Although the Swainson’s Warbler is an uncommon and fairly local species in most of its range, exceptionally good breeding habitat can support far more than the usual number of nesting pairs; up to 44 singing males have been reported in some areas.  The Swainson’s Warbler is, unfortunately, facing many of the same problems that are contributing to the decline of other Neotropical birds.  Because it generally prefers dense woodlands with canebrakes, it is losing habitat on both its breeding grounds and its wintering grounds in the Bahamas, Cuba, Jamaica, Mexico, and Belize.  The unique Appalachian population, which some scientists believe to be a distinct subspecies, has declined precipitously.  In areas where its habitat is badly fragmented, the Swainson’s Warbler is also susceptible to brood parasitism by cowbirds.  Due to these factors, the National Audubon Society has placed the Swainson’s Warbler on its WatchList as a species of global conservation concern.

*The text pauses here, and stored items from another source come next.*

impl ComponentPool {
    /// Creates an empty pool for records of `component_size` bytes.
    ///
    /// # Errors
    ///
    /// Returns [`EcsError::ZeroSizedComponent`] if `component_size` is zero.
    pub fn new(guid: Guid, component_size: usize) -> EcsResult<Self> {
        Self::with_capacity(guid, component_size, 0)
    }

    /// Creates an empty pool with room for `records` records.
    ///
    /// # Errors
    ///
    /// Returns [`EcsError::ZeroSizedComponent`] if `component_size` is zero.
    pub fn with_capacity(guid: Guid, component_size: usize, records: usize) -> EcsResult<Self> {
        if component_size == 0 {
            return Err(EcsError::ZeroSizedComponent(guid));
        }

        let bytes = component_size.saturating_mul(records);
        Ok(Self {
            guid,
            component_size,
            blocks: Vec::with_capacity(bytes.div_ceil(MAX_COMPONENT_ALIGN)),
            len_bytes: 0,
            entities: Vec::with_capacity(records),
            offsets: HashMap::with_capacity(records),
            owners: Vec::with_capacity(records),
            hooks: ComponentHooks::default(),
        })
    }

    /// Creates an empty pool for a Rust component type.
    ///
    /// # Errors
    ///
    /// Returns [`EcsError::ZeroSizedComponent`] for zero-sized types and
    /// [`EcsError::UnsupportedAlignment`] for alignments above
    /// [`MAX_COMPONENT_ALIGN`].
    pub fn for_type<T: Component>(records: usize) -> EcsResult<Self> {
        check_alignment::<T>()?;
        Self::with_capacity(T::GUID, std::mem::size_of::<T>(), records)
    }

    /// Type identifier of the stored records.
    #[inline]
    #[must_use]
    pub fn guid(&self) -> Guid {
        self.guid
    }

    /// Bytes per record.
    #[inline]
    #[must_use]
    pub fn component_size(&self) -> usize {
        self.component_size
    }

    /// Number of records.
    #[inline]
    #[must_use]
    pub fn len(&self) -> usize {
        self.owners.len()
    }

    /// Checks if the pool holds no records.
    #[inline]
    #[must_use]
    pub fn is_empty(&self) -> bool {
        self.owners.is_empty()
    }

    /// Lifecycle callbacks currently attached.
    #[must_use]
    pub fn hooks(&self) -> &ComponentHooks {
        &self.hooks
    }

    /// Replaces the lifecycle callbacks.
    pub fn set_hooks(&mut self, hooks: ComponentHooks) {
        self.hooks = hooks;
    }

    /// Checks if `entity` has a record here. O(1).
    #[inline]
    #[must_use]
    pub fn has(&self, entity: EntityId) -> bool {
        self.offsets.contains_key(&entity)
    }

    /// Appends a record copied from `bytes`.
    ///
    /// Runs the creation callback once on the stored record.
    ///
    /// # Errors
    ///
    /// Returns [`EcsError::SizeMismatch`] if `bytes` is not exactly one record
    /// long and [`EcsError::DuplicateComponent`] if `entity` already has one.
    pub fn add_bytes(&mut self, entity: EntityId, bytes: &[u8]) -> EcsResult<()> {
        self.check_len(bytes.len())?;
        let offset = self.push_record(entity)?;
        self.slot_mut(offset).copy_from_slice(bytes);
        self.run_on_create(entity, offset);
        Ok(())
    }

    /// Appends a typed record and returns it.
    ///
    /// Runs the creation callback once before returning.
    ///
    /// # Errors
    ///
    /// Returns [`EcsError::SizeMismatch`] if `T` does not fit this pool and
    /// [`EcsError::DuplicateComponent`] if `entity` already has a record.
    pub fn add<T: Component>(&mut self, entity: EntityId, value: T) -> EcsResult<&mut T> {
        self.check_type::<T>()?;
        let offset = self.push_record(entity)?;
        self.slot_mut(offset)
            .copy_from_slice(bytemuck::bytes_of(&value));
        self.run_on_create(entity, offset);
        Ok(bytemuck::from_bytes_mut(self.slot_mut(offset)))
    }

    /// Removes `entity`'s record by swap-remove.
    ///
    /// The removal callback sees the record before it is overwritten. The
    /// last record in the buffer moves into the freed slot.
    ///
    /// # Errors
    ///
    /// Returns [`EcsError::MissingComponent`] if `entity` has no record.
    pub fn remove(&mut self, entity: EntityId) -> EcsResult<()> {
        let offset = self.offset_of(entity)?;

        if let Some(hook) = &self.hooks.on_remove {
            hook(entity, self.slot(offset));
        }

        let size = self.component_size;
        let last = self.len_bytes - size;
        if offset != last {
            self.buffer_mut().copy_within(last..last + size, offset);
            let moved = self.owners[last / size];
            self.owners[offset / size] = moved;
            self.offsets.insert(moved, offset);
        }
        self.owners.pop();
        self.offsets.remove(&entity);
        self.len_bytes = last;
        self.blocks.truncate(last.div_ceil(MAX_COMPONENT_ALIGN));

        if let Some(pos) = self.entities.iter().position(|&e| e == entity) {
            self.entities.remove(pos);
        }

        tracing::trace!(guid = %self.guid, %entity, "removed component");
        Ok(())
    }

    /// Borrows `entity`'s record as `T`.
    ///
    /// # Errors
    ///
    /// Returns [`EcsError::SizeMismatch`] if `T` does not fit this pool and
    /// [`EcsError::MissingComponent`] if `entity` has no record.
    pub fn get<T: Component>(&self, entity: EntityId) -> EcsResult<&T> {
        self.check_type::<T>()?;
        let offset = self.offset_of(entity)?;
        Ok(bytemuck::from_bytes(self.slot(offset)))
    }

    /// Mutably borrows `entity`'s record as `T`.
    ///
    /// # Errors
    ///
    /// Same as [`Self::get`].
    pub fn get_mut<T: Component>(&mut self, entity: EntityId) -> EcsResult<&mut T> {
        self.check_type::<T>()?;
        let offset = self.offset_of(entity)?;
        Ok(bytemuck::from_bytes_mut(self.slot_mut(offset)))
    }

    /// Borrows `entity`'s raw record bytes, if present.
    #[must_use]
    pub fn record(&self, entity: EntityId) -> Option<&[u8]> {
        self.offsets.get(&entity).map(|&offset| self.slot(offset))
    }

    /// Returns an owned copy of `entity`'s record bytes.
    ///
    /// # Errors
    ///
    /// Returns [`EcsError::MissingComponent`] if `entity` has no record.
    pub fn component_data(&self, entity: EntityId) -> EcsResult<Vec<u8>> {
        let offset = self.offset_of(entity)?;
        Ok(self.slot(offset).to_vec())
    }

    /// Overwrites `entity`'s record in place.
    ///
    /// # Errors
    ///
    /// Returns [`EcsError::SizeMismatch`] if `bytes` is not exactly one record
    /// long and [`EcsError::MissingComponent`] if `entity` has no record.
    pub fn set_component_data(&mut self, entity: EntityId, bytes: &[u8]) -> EcsResult<()> {
        self.check_len(bytes.len())?;
        let offset = self.offset_of(entity)?;
        self.slot_mut(offset).copy_from_slice(bytes);
        Ok(())
    }

    /// Entities in insertion order.
    ///
    /// Index `i` here is not record `i` of [`Self::as_slice`] once a removal
    /// has happened; use [`Self::iter`] for correct pairs.
    #[inline]
    #[must_use]
    pub fn entities(&self) -> &[EntityId] {
        &self.entities
    }

    /// All records as a typed dense slice, in buffer order.
    ///
    /// # Errors
    ///
    /// Returns [`EcsError::SizeMismatch`] if `T` does not fit this pool.
    pub fn as_slice<T: Component>(&self) -> EcsResult<&[T]> {
        self.check_type::<T>()?;
        Ok(bytemuck::cast_slice(self.buffer()))
    }

    /// All records as a mutable typed dense slice.
    ///
    /// # Errors
    ///
    /// Returns [`EcsError::SizeMismatch`] if `T` does not fit this pool.
    pub fn as_mut_slice<T: Component>(&mut self) -> EcsResult<&mut [T]> {
        self.check_type::<T>()?;
        Ok(bytemuck::cast_slice_mut(self.buffer_mut()))
    }

    /// Iterates `(owner, record)` pairs in buffer order.
    ///
    /// # Errors
    ///
    /// Returns [`EcsError::SizeMismatch`] if `T` does not fit this pool.
    pub fn iter<T: Component>(&self) -> EcsResult<impl Iterator<Item = (EntityId, &T)> + '_> {
        let records = self.as_slice::<T>()?;
        Ok(self.owners.iter().copied().zip(records.iter()))
    }

    /// The live byte buffer.
    #[inline]
    #[must_use]
    pub fn bytes(&self) -> &[u8] {
        self.buffer()
    }

    fn buffer(&self) -> &[u8] {
        &bytemuck::cast_slice::<Block, u8>(&self.blocks)[..self.len_bytes]
    }

    fn buffer_mut(&mut self) -> &mut [u8] {
        let len = self.len_bytes;
        &mut bytemuck::cast_slice_mut::<Block, u8>(&mut self.blocks)[..len]
    }

    fn slot(&self, offset: usize) -> &[u8] {
        &self.buffer()[offset..offset + self.component_size]
    }

    fn slot_mut(&mut self, offset: usize) -> &mut [u8] {
        let size = self.component_size;
        &mut self.buffer_mut()[offset..offset + size]
    }

    fn offset_of(&self, entity: EntityId) -> EcsResult<usize> {
        self.offsets
            .get(&entity)
            .copied()
            .ok_or(EcsError::MissingComponent {
                entity,
                component: self.guid,
            })
    }

    fn check_len(&self, actual: usize) -> EcsResult<()> {
        if actual == self.component_size {
            Ok(())
        } else {
            Err(EcsError::SizeMismatch {
                component: self.guid,
                expected: self.component_size,
                actual,
            })
        }
    }

    pub(crate) fn check_type<T: Component>(&self) -> EcsResult<()> {
        self.check_len(std::mem::size_of::<T>())?;
        check_alignment::<T>()
    }

    /// Reserves a zeroed slot at the end of the buffer and indexes it.
    fn push_record(&mut self, entity: EntityId) -> EcsResult<usize> {
        if self.offsets.contains_key(&entity) {
            return Err(EcsError::DuplicateComponent {
                entity,
                component: self.guid,
            });
        }

        let offset = self.len_bytes;
        self.len_bytes += self.component_size;
        // Vec growth is geometric, so appends stay amortized O(1).
        self.blocks
            .resize(self.len_bytes.div_ceil(MAX_COMPONENT_ALIGN), Block::zeroed());

        self.offsets.insert(entity, offset);
        self.entities.push(entity);
        self.owners.push(entity);
        Ok(offset)
    }

    fn run_on_create(&mut self, entity: EntityId, offset: usize) {
        if let Some(hook) = self.hooks.on_create.clone() {
            hook(entity, self.slot_mut(offset));
        }
    }
}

It’s amazing to think of the millions of years that helped shape the unique behaviors and adaptations of this unusual little bird.  Though we now know a great deal about its habits and place in the ecology of the forest, it took well over a century to discover them, and there are still secrets that it has yet to relinquish. The mysteries behind animals such as the Swainson’s Warbler are constant reminders of how much more there is still to learn about the natural world around us.


References:

Audubon WatchList 2007, National Audubon Society.  http://www.audubon.org/news/audubon-watchlist-2007.

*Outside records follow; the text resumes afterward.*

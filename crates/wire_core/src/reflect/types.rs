//! Component descriptors and the table that resolves names and identifiers.

use std::collections::{BTreeMap, HashMap};

use crate::ecs::Component;
use crate::error::{ReflectError, ReflectResult};
use crate::guid::Guid;
use crate::reflect::Property;

/// Everything the codec needs to know about one component type.
#[derive(Clone, Debug, PartialEq, Eq)]
pub struct ComponentDescriptor {
    name: String,
    guid: Guid,
    size: usize,
    align: usize,
    properties: Vec<Property>,
}

impl ComponentDescriptor {
    /// Describes a Rust component type.
    #[must_use]
    pub fn of<T: Component>() -> Self {
        Self {
            name: T::NAME.to_owned(),
            guid: T::GUID,
            size: std::mem::size_of::<T>(),
            align: std::mem::align_of::<T>(),
            properties: T::properties(),
        }
    }

    /// Describes a layout that has no Rust type in this process.
    #[must_use]
    pub fn new(
        name: impl Into<String>,
        guid: Guid,
        size: usize,
        align: usize,
        properties: Vec<Property>,
    ) -> Self {
        Self {
            name: name.into(),
            guid,
            size,
            align,
            properties,
        }
    }

    /// Registered name.
    #[must_use]
    pub fn name(&self) -> &str {
        &self.name
    }

    /// Type identifier.
    #[must_use]
    pub fn guid(&self) -> Guid {
        self.guid
    }

    /// Record size in bytes.
    #[must_use]
    pub fn size(&self) -> usize {
        self.size
    }

    /// Record alignment in bytes.
    #[must_use]
    pub fn align(&self) -> usize {
        self.align
    }

    /// Ordered field list.
    #[must_use]
    pub fn properties(&self) -> &[Property] {
        &self.properties
    }
}

/// Resolves component names to descriptors and identifiers to names.
///
/// Owned by the host application and populated by explicit calls during
/// startup, so registration order is deterministic.
#[derive(Clone, Debug, Default)]
pub struct TypeRegistry {
    by_name: BTreeMap<String, ComponentDescriptor>,
    names: HashMap<Guid, String>,
}

impl TypeRegistry {
    /// Creates an empty table.
    #[must_use]
    pub fn new() -> Self {
        Self::default()
    }

    /// Registers a Rust component type.
    ///
    /// Returns `Ok(false)` if a type with the same name is already registered;
    /// the existing entry is kept.
    ///
    /// # Errors
    ///
    /// See [`Self::register_descriptor`].
    pub fn register<T: Component>(&mut self) -> ReflectResult<bool> {
        self.register_descriptor(ComponentDescriptor::of::<T>())
    }

    /// Registers a descriptor.
    ///
    /// Returns `Ok(false)` if the name is already registered.
    ///
    /// # Errors
    ///
    /// Returns [`ReflectError::NullGuid`] for the null identifier and
    /// [`ReflectError::GuidCollision`] if the identifier already belongs to a
    /// different name.
    pub fn register_descriptor(&mut self, descriptor: ComponentDescriptor) -> ReflectResult<bool> {
        if descriptor.guid.is_null() {
            return Err(ReflectError::NullGuid(descriptor.name));
        }
        if self.by_name.contains_key(&descriptor.name) {
            return Ok(false);
        }
        if let Some(existing) = self.names.get(&descriptor.guid) {
            return Err(ReflectError::GuidCollision {
                guid: descriptor.guid,
                existing: existing.clone(),
                name: descriptor.name,
            });
        }

        tracing::trace!(
            name = %descriptor.name,
            guid = %descriptor.guid,
            size = descriptor.size,
            "registered component type"
        );
        self.names.insert(descriptor.guid, descriptor.name.clone());
        self.by_name.insert(descriptor.name.clone(), descriptor);
        Ok(true)
    }

    /// Looks up a descriptor by component name.
    #[must_use]
    pub fn descriptor_by_name(&self, name: &str) -> Option<&ComponentDescriptor> {
        self.by_name.get(name)
    }

    /// Looks up a descriptor by identifier.
    #[must_use]
    pub fn descriptor_by_guid(&self, guid: Guid) -> Option<&ComponentDescriptor> {
        self.names.get(&guid).and_then(|name| self.by_name.get(name))
    }

    /// Returns the registered name of an identifier.
    #[must_use]
    pub fn name_of(&self, guid: Guid) -> Option<&str> {
        self.names.get(&guid).map(String::as_str)
    }

    /// Number of registered types.
    #[must_use]
    pub fn len(&self) -> usize {
        self.by_name.len()
    }

    /// Checks if nothing is registered.
    #[must_use]
    pub fn is_empty(&self) -> bool {
        self.by_name.is_empty()
    }

    /// Iterates descriptors in name order.
    pub fn iter(&self) -> impl Iterator<Item = &ComponentDescriptor> {
        self.by_name.values()
    }
}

A Field Guide to Warblers of North America.  Dunn, John, and Garrett, Kimball.  Houghton Mifflin, Boston and New York.  1997.

A Field Guide to the Birds’ Nests.  Harrison, Hal H.  Houghton Mifflin, Boston and New York.  1975.

Birds of Mississippi.  Turcotte, William H., and Watts, David L.  University Press of Mississippi, Jackson.  Mississippi Department of Wildlife, Fisheries and Parks.  1999.

The Cornell Lab of Ornithology’s Guide to Birds of North America, version 3.  2001.